I’ve quoted various articles and leaders in previous posts, but never a children’s book. As we read the popular and prize winning book “Olivia” by Ian Falconer at bedtime last night, the closing struck home: When they’ve finished reading, Olivia’s mother gives her a kiss and says, “You know, you really wear me out. But I love you anyway”. And Olivia gives her a kiss back and says, “I love you anyway too”.

I hope to be a positive role model for my grandkids as they grow up. I look forward to all the fun times we’ll have together. As I watch the debate about gun control in Congress, I hope that our leaders will do the right thing and help move us toward the safe and loving country we want for our children and grandchildren. One of the most powerful health care organizations, the American Medical Association, took a big step last week in calling gun violence a public health crisis. I applaud them for that.

7 thoughts on “On being a grandparent

  1. Monique Wilson on said:

    Wow!! Such an insightful blog post!! As a new grandmother, I could relate to so many of your points. My grandson really makes me reflect on my legacy.

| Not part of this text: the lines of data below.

//! Highlight painting for the canvas overlay and the text list.
//!
//! Fragment geometry lives in unscaled page space with the Y axis measured up
//! from the bottom edge. The overlay is a top-left-origin raster at the
//! current zoom, sized to the page bitmap it sits on.

use crate::config::HighlightColor;
use crate::document::{RenderedSize, TextFragment};
use image::{Pixel, Rgba, RgbaImage};
use serde::Serialize;
use tracing::{debug, trace};
use ts_rs::TS;

/// Extra pixels painted around every highlighted fragment.
pub const HIGHLIGHT_PADDING: f32 = 1.0;

#[derive(Debug, Clone, Copy, PartialEq, Eq, Serialize, TS)]
#[serde(rename_all = "lowercase")]
#[ts(export)]
pub enum HighlightRole {
    Current,
    Completed,
}

/// Axis-aligned rectangle in canvas pixels.
#[derive(Debug, Clone, Copy, PartialEq, Serialize, TS)]
#[ts(export)]
pub struct CanvasRect {
    pub x: f32,
    pub y: f32,
    pub width: f32,
    pub height: f32,
}

impl CanvasRect {
    fn padded(self, padding: f32) -> Self {
        Self {
            x: self.x - padding,
            y: self.y - padding,
            width: self.width + padding * 2.0,
            height: self.height + padding * 2.0,
        }
    }
}

/// Convert a fragment's page-space box to canvas space.
///
/// `canvas_height` is the rendered page height in pixels at `scale`.
pub fn canvas_rect(fragment: &TextFragment, scale: f32, canvas_height: f32) -> CanvasRect {
    CanvasRect {
        x: fragment.x * scale,
        y: (canvas_height / scale - fragment.y - fragment.height) * scale,
        width: fragment.width * scale,
        height: fragment.height * scale,
    }
}

#[derive(Debug, Clone, Copy)]
pub struct RoleColors {
    pub fill: HighlightColor,
    pub stroke: HighlightColor,
}

/// Fill and stroke per role, taken from configuration.
#[derive(Debug, Clone, Copy)]
pub struct HighlightPalette {
    pub current: RoleColors,
    pub completed: RoleColors,
}

impl HighlightPalette {
    fn colors(&self, role: HighlightRole) -> RoleColors {
        match role {
            HighlightRole::Current => self.current,
            HighlightRole::Completed => self.completed,
        }
    }
}

fn to_rgba(color: HighlightColor) -> Rgba<u8> {
    let channel = |value: f32| (value.clamp(0.0, 1.0) * 255.0).round() as u8;
    Rgba([
        channel(color.r),
        channel(color.g),
        channel(color.b),
        channel(color.a),
    ])
}

/// A rectangle that has been painted, kept so front-ends that draw their own
/// overlay can replay it.
#[derive(Debug, Clone, Copy, PartialEq, Serialize, TS)]
#[ts(export)]
pub struct PaintedRect {
    pub role: HighlightRole,
    pub fragment_index: usize,
    pub rect: CanvasRect,
}

/// Transparent raster laid over the rendered page.
#[derive(Debug, Clone)]
pub struct CanvasOverlay {
    image: RgbaImage,
    scale: f32,
    painted: Vec<PaintedRect>,
}

impl CanvasOverlay {
    pub fn new(size: RenderedSize, scale: f32) -> Self {
        Self {
            image: RgbaImage::new(size.width, size.height),
            scale,
            painted: Vec::new(),
        }
    }

    /// Match a freshly rendered page; drops whatever was painted.
    pub fn resize(&mut self, size: RenderedSize, scale: f32) {
        if self.image.dimensions() != (size.width, size.height) {
            debug!(
                width = size.width,
                height = size.height,
                scale,
                "Resizing highlight overlay"
            );
            self.image = RgbaImage::new(size.width, size.height);
        } else {
            self.clear();
        }
        self.scale = scale;
        self.painted.clear();
    }

    pub fn clear(&mut self) {
        for pixel in self.image.pixels_mut() {
            *pixel = Rgba([0, 0, 0, 0]);
        }
        self.painted.clear();
    }

    pub fn scale(&self) -> f32 {
        self.scale
    }

    pub fn image(&self) -> &RgbaImage {
        &self.image
    }

    pub fn painted(&self) -> &[PaintedRect] {
        &self.painted
    }

    /// Paint one fragment. Rectangles are clipped to the overlay bounds.
    pub fn paint(
        &mut self,
        fragment: &TextFragment,
        fragment_index: usize,
        role: HighlightRole,
        palette: &HighlightPalette,
    ) {
        let (width, height) = self.image.dimensions();
        let rect = canvas_rect(fragment, self.scale, height as f32).padded(HIGHLIGHT_PADDING);
        let colors = palette.colors(role);
        let fill = to_rgba(colors.fill);
        let stroke = to_rgba(colors.stroke);

        let x0 = rect.x.floor().max(0.0) as u32;
        let y0 = rect.y.floor().max(0.0) as u32;
        let x1 = ((rect.x + rect.width).ceil().max(0.0) as u32).min(width);
        let y1 = ((rect.y + rect.height).ceil().max(0.0) as u32).min(height);
        if x0 >= x1 || y0 >= y1 {
            trace!(fragment_index, "Highlight rectangle falls outside overlay");
            return;
        }

        for y in y0..y1 {
            for x in x0..x1 {
                let on_edge = x == x0 || x + 1 == x1 || y == y0 || y + 1 == y1;
                let color = if on_edge { stroke } else { fill };
                self.image.get_pixel_mut(x, y).blend(&color);
            }
        }
        self.painted.push(PaintedRect {
            role,
            fragment_index,
            rect,
        });
    }

    /// Clear, then paint completed markers under the current highlight.
    pub fn paint_plan(
        &mut self,
        fragments: &[TextFragment],
        completed: &[usize],
        current: &[usize],
        palette: &HighlightPalette,
    ) {
        self.clear();
        let layers = completed
            .iter()
            .map(|idx| (*idx, HighlightRole::Completed))
            .chain(current.iter().map(|idx| (*idx, HighlightRole::Current)));
        for (idx, role) in layers {
            if let Some(fragment) = fragments.get(idx) {
                self.paint(fragment, idx, role, palette);
            }
        }
    }
}

/// Marker state for the sentence list shown in text view.
#[derive(Debug, Clone, Default)]
pub struct TextListView {
    markers: Vec<bool>,
    scrolled_to: Option<usize>,
}

impl TextListView {
    pub fn new(sentence_count: usize) -> Self {
        Self {
            markers: vec![false; sentence_count],
            scrolled_to: None,
        }
    }

    /// Clear every marker, then mark `index` and scroll it into view.
    pub fn highlight(&mut self, index: usize) {
        self.clear();
        if let Some(marker) = self.markers.get_mut(index) {
            *marker = true;
            self.scrolled_to = Some(index);
        }
    }

    pub fn clear(&mut self) {
        self.markers.iter_mut().for_each(|marker| *marker = false);
        self.scrolled_to = None;
    }

    pub fn is_highlighted(&self, index: usize) -> bool {
        self.markers.get(index).copied().unwrap_or(false)
    }

    pub fn highlighted(&self) -> Option<usize> {
        self.markers.iter().position(|marker| *marker)
    }

    pub fn scrolled_to(&self) -> Option<usize> {
        self.scrolled_to
    }
}

#[cfg(test)]
mod tests {
    use super::*;

    fn palette() -> HighlightPalette {
        let color = |r, g, b, a| HighlightColor { r, g, b, a };
        HighlightPalette {
            current: RoleColors {
                fill: color(1.0, 1.0, 0.0, 0.6),
                stroke: color(1.0, 0.78, 0.0, 0.8),
            },
            completed: RoleColors {
                fill: color(0.0, 1.0, 0.0, 0.4),
                stroke: color(0.0, 0.78, 0.0, 0.6),
            },
        }
    }

    #[test]
    fn flips_baseline_y_into_canvas_space() {
        let fragment = TextFragment::new("word", 10.0, 700.0, Some(40.0), Some(12.0), 12.0, 0, 1);
        // 792pt page at 1.5x renders 1188px tall.
        let rect = canvas_rect(&fragment, 1.5, 1188.0);
        assert!((rect.x - 15.0).abs() < 1e-3);
        assert!((rect.y - (792.0 - 700.0 - 12.0) * 1.5).abs() < 1e-3);
        assert!((rect.width - 60.0).abs() < 1e-3);
        assert!((rect.height - 18.0).abs() < 1e-3);
    }

    #[test]
    fn paint_blends_fill_and_records_rect() {
        let mut overlay = CanvasOverlay::new(RenderedSize { width: 100, height: 50 }, 1.0);
        let fragment = TextFragment::new("word", 10.0, 20.0, Some(30.0), Some(10.0), 10.0, 0, 1);
        overlay.paint(&fragment, 0, HighlightRole::Current, &palette());

        // Rect spans x 9..41, y 19..31 after padding.
        let inside = overlay.image().get_pixel(20, 25);
        assert_eq!(inside.0[0], 255);
        assert_eq!(inside.0[2], 0);
        assert!(inside.0[3] > 0);
        assert_eq!(overlay.image().get_pixel(5, 5).0[3], 0);
        assert_eq!(overlay.painted().len(), 1);
        assert_eq!(overlay.painted()[0].role, HighlightRole::Current);
    }

    #[test]
    fn paint_plan_clears_previous_highlights() {
        let mut overlay = CanvasOverlay::new(RenderedSize { width: 100, height: 100 }, 1.0);
        let fragments = vec![
            TextFragment::new("first", 0.0, 80.0, Some(40.0), Some(10.0), 10.0, 0, 1),
            TextFragment::new("second", 0.0, 20.0, Some(40.0), Some(10.0), 10.0, 1, 1),
        ];
        overlay.paint_plan(&fragments, &[], &[0], &palette());
        assert!(overlay.image().get_pixel(10, 15).0[3] > 0);

        overlay.paint_plan(&fragments, &[0], &[1], &palette());
        let roles: Vec<_> = overlay.painted().iter().map(|p| p.role).collect();
        assert_eq!(roles, vec![HighlightRole::Completed, HighlightRole::Current]);
        // Completed marker is green now, not yellow.
        assert_eq!(overlay.image().get_pixel(10, 15).0[0], 0);
    }

    #[test]
    fn off_canvas_fragments_are_skipped() {
        let mut overlay = CanvasOverlay::new(RenderedSize { width: 20, height: 20 }, 1.0);
        let fragment = TextFragment::new("far", 500.0, 5.0, Some(10.0), Some(5.0), 5.0, 0, 1);
        overlay.paint(&fragment, 0, HighlightRole::Completed, &palette());
        assert!(overlay.painted().is_empty());
    }

    #[test]
    fn text_view_keeps_single_marker() {
        let mut view = TextListView::new(4);
        view.highlight(1);
        view.highlight(3);
        assert!(!view.is_highlighted(1));
        assert!(view.is_highlighted(3));
        assert_eq!(view.scrolled_to(), Some(3));
        view.highlight(9);
        assert_eq!(view.highlighted(), None);
        assert_eq!(view.scrolled_to(), None);
    }
}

    I can say that grandparents offer a special blend of unconditional love that every child needs.

    Thanks for sharing!!

    • Sue Schade on said:

      Monique, thanks for the feedback. Unconditional love and the occasional spoiling while we try not to disrupt the discipline and routines the parents are working so hard on!

  2. Lydon Neumann on said:

    Sue, As a newly minted grandparent for the first time just 16 months ago, I really appreciate your insight. Thanks for taking time to share this post with its emphasis on generational support from family and friends. Lydon

    • Sue Schade on said:

      Lydon, thanks for the feedback. Love seeing your grandchild pix periodically on facebook. Such a wonderful time for us grandparents!

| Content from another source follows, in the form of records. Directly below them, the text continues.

//! Replay link: plays a captured serial log back line by line

use std::fs::File;
use std::io::BufReader;
use std::path::{Path, PathBuf};
use std::sync::atomic::{AtomicBool, Ordering};
use std::sync::Arc;
use std::time::Duration;

use contracts::ReplayConfig;
use tracing::{debug, info, warn};

use super::lines::{dispatch_line, read_capped_line, CappedLine, MAX_LINE_BYTES};
use crate::error::LinkError;
use crate::queue::QueueProducer;

/// Longest sleep between running-flag checks
const SLEEP_SLICE: Duration = Duration::from_millis(50);

/// Replay link settings
#[derive(Debug, Clone)]
pub struct ReplayLink {
    pub(crate) path: PathBuf,
    pub(crate) interval: Duration,
    pub(crate) loop_playback: bool,
}

impl ReplayLink {
    pub fn new(path: impl Into<PathBuf>, config: &ReplayConfig) -> Self {
        Self {
            path: path.into(),
            interval: config.interval(),
            loop_playback: config.loop_playback,
        }
    }

    pub fn path(&self) -> &Path {
        &self.path
    }

    /// Check the capture is readable
    pub(crate) fn open(&self) -> Result<File, LinkError> {
        File::open(&self.path).map_err(|e| LinkError::connect(self.path.display().to_string(), e))
    }
}

/// Blocking playback loop
pub(crate) fn replay_loop(
    link: ReplayLink,
    first: File,
    producer: QueueProducer,
    running: Arc<AtomicBool>,
) {
    let source = link.path.display().to_string();
    let mut file = Some(first);
    let mut passes = 0u64;
    info!(source = %source, loop_playback = link.loop_playback, "replay started");

    'playback: while running.load(Ordering::Relaxed) {
        let reader = match file.take() {
            Some(f) => f,
            None => match link.open() {
                Ok(f) => f,
                Err(e) => {
                    warn!(source = %source, error = %e, "cannot reopen capture");
                    break;
                }
            },
        };
        let mut reader = BufReader::new(reader);
        let mut raw = Vec::new();
        let mut lines = 0u64;

        loop {
            if !running.load(Ordering::Relaxed) {
                break 'playback;
            }
            match read_capped_line(&mut reader, &mut raw) {
                Ok(CappedLine::Eof) => break,
                Ok(CappedLine::Oversized(bytes)) => {
                    warn!(
                        source = %source,
                        bytes,
                        limit = MAX_LINE_BYTES,
                        "skipping oversized capture line"
                    );
                }
                Ok(CappedLine::Line) => {
                    let line = String::from_utf8_lossy(&raw);
                    if line.trim().is_empty() {
                        continue;
                    }
                    if dispatch_line(&line, &producer, &source).is_err() {
                        debug!(source = %source, "queue closed, leaving replay");
                        break 'playback;
                    }
                    lines += 1;
                    if !pause(link.interval, &running) {
                        break 'playback;
                    }
                }
                Err(e) => {
                    warn!(source = %source, error = %e, "capture read failed");
                    break 'playback;
                }
            }
        }

        passes += 1;
        debug!(source = %source, passes, lines, "replay pass finished");
        if !link.loop_playback || lines == 0 {
            break;
        }
    }

    info!(source = %source, passes, "replay stopped");
}

/// Sleep in slices, false when asked to stop meanwhile
fn pause(total: Duration, running: &AtomicBool) -> bool {
    let mut left = total;
    while !left.is_zero() {
        if !running.load(Ordering::Relaxed) {
            return false;
        }
        let step = left.min(SLEEP_SLICE);
        std::thread::sleep(step);
        left -= step;
    }
    running.load(Ordering::Relaxed)
}

#[cfg(test)]
mod tests {
    use super::*;
    use crate::queue::{DropPolicy, IngestionQueue};
    use std::io::Write;

    fn capture(lines: &[&str]) -> tempfile::NamedTempFile {
        let mut file = tempfile::NamedTempFile::new().unwrap();
        for line in lines {
            writeln!(file, "{line}").unwrap();
        }
        file
    }

    fn link(path: &Path, loop_playback: bool) -> ReplayLink {
        ReplayLink {
            path: path.to_path_buf(),
            interval: Duration::from_millis(1),
            loop_playback,
        }
    }

    #[test]
    fn test_replay_single_pass() {
        let file = capture(&["a", "", "[INFO] boot", "b"]);
        let link = link(file.path(), false);
        let queue = IngestionQueue::new(8);
        let consumer = queue.consumer();

        let first = link.open().unwrap();
        replay_loop(
            link,
            first,
            queue.producer(DropPolicy::Block),
            Arc::new(AtomicBool::new(true)),
        );
        assert_eq!(consumer.len(), 2);
    }

    #[test]
    fn test_replay_skips_oversized_line() {
        let huge = "x".repeat(MAX_LINE_BYTES * 4);
        let file = capture(&[huge.as_str(), "after"]);
        let link = link(file.path(), false);
        let queue = IngestionQueue::new(8);
        let consumer = queue.consumer();

        let first = link.open().unwrap();
        replay_loop(
            link,
            first,
            queue.producer(DropPolicy::Block),
            Arc::new(AtomicBool::new(true)),
        );
        assert_eq!(consumer.len(), 1);
        match consumer.try_get() {
            Some(contracts::LinkItem::Raw(line)) => assert_eq!(line.text, "after"),
            other => panic!("unexpected {other:?}"),
        }
    }

    #[test]
    fn test_replay_loops_until_queue_closed() {
        let file = capture(&["x", "y"]);
        let link = link(file.path(), true);
        let queue = IngestionQueue::new(5);
        let consumer = queue.consumer();

        let first = link.open().unwrap();
        let producer = queue.producer(DropPolicy::Block);
        let handle = std::thread::spawn(move || {
            replay_loop(link, first, producer, Arc::new(AtomicBool::new(true)))
        });
        while consumer.len() < 5 {
            std::thread::sleep(Duration::from_millis(5));
        }
        queue.close();
        handle.join().unwrap();
        assert_eq!(consumer.len(), 5);
    }

    #[test]
    fn test_missing_capture_fails_to_open() {
        let link = link(Path::new("/nonexistent/capture.log"), false);
        assert!(matches!(link.open(), Err(LinkError::Connect { .. })));
    }

    #[test]
    fn test_pause_stops_early() {
        let running = AtomicBool::new(false);
        assert!(!pause(Duration::from_secs(5), &running));
    }
}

  3. Karen Hankins on said:

    Sue, it really is refreshing to hear women in IT discuss their families, especially their Grandchildren! I too am in Healthcare IT, and most of the time, I read about IT professionals the discussion is geared toward either starting a family, or not having one at all. I was able to be a stay at home mom when my children were young, and I loved it, as I valued the time I had with my children; but circumstances demanded that I get out into the workforce so juggling a family, education ( both the kids and mine) and career has been my delight for the past 15+ years. I love being a Grandmother, and my little ones love to hear about my travels all across the USA.

    Congratulations on your newest grandchild, and thank you for giving a realistic voice to other Grandmothers who are in Healthcare IT.


    • Sue Schade on said:

      Karen, thanks for the kind words. Glad you could relate to my grandparenting stories. It certainly is a unique and special role!!